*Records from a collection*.
--------------------------------------------------
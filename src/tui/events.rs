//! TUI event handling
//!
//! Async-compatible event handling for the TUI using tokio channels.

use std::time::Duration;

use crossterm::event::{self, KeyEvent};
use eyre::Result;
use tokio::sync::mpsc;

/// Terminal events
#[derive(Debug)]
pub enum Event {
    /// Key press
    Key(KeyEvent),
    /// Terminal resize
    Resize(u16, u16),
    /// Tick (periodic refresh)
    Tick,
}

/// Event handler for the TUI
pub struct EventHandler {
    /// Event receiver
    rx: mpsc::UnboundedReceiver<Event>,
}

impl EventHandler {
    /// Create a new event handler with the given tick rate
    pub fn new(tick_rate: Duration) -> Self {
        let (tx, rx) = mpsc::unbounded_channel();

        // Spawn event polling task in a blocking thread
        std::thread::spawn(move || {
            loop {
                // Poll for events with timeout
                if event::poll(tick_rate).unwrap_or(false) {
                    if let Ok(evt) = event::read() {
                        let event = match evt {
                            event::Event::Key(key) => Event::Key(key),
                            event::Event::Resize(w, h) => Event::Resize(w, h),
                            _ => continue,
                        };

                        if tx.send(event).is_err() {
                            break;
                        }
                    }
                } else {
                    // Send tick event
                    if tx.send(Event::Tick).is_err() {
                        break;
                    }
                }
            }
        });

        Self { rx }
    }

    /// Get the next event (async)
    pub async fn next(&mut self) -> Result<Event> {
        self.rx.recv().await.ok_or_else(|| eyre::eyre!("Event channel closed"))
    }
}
--------------------------------------------------
*What the task requires*. Once you have read the records above, write them out again exactly.

*Your solution*.
filename src/tui/events.rs
//! TUI event handling
//!
//! Async-compatible event handling for the TUI using tokio channels.

use std::time::Duration;

use crossterm::event::{self, KeyEvent};
use eyre::Result;
use tokio::sync::mpsc;

/// Terminal events
#[derive(Debug)]
pub enum Event {
    /// Key press
    Key(KeyEvent),
    /// Terminal resize
    Resize(u16, u16),
    /// Tick (periodic refresh)
    Tick,
}

/// Event handler for the TUI
pub struct EventHandler {
    /// Event receiver
    rx: mpsc::UnboundedReceiver<Event>,
}

impl EventHandler {
    /// Create a new event handler with the given tick rate
    pub fn new(tick_rate: Duration) -> Self {
        let (tx, rx) = mpsc::unbounded_channel();

        // Spawn event polling task in a blocking thread
        std::thread::spawn(move || {
            loop {
                // Poll for events with timeout
                if event::poll(tick_rate).unwrap_or(false) {
                    if let Ok(evt) = event::read() {
                        let event = match evt {
                            event::Event::Key(key) => Event::Key(key),
                            event::Event::Resize(w, h) => Event::Resize(w, h),
                            _ => continue,
                        };

                        if tx.send(event).is_err() {
                            break;
                        }
                    }
                } else {
                    // Send tick event
                    if tx.send(Event::Tick).is_err() {
                        break;
                    }
                }
            }
        });

        Self { rx }
    }

    /// Get the next event (async)
    pub async fn next(&mut self) -> Result<Event> {
        self.rx.recv().await.ok_or_else(|| eyre::eyre!("Event channel closed"))
    }
}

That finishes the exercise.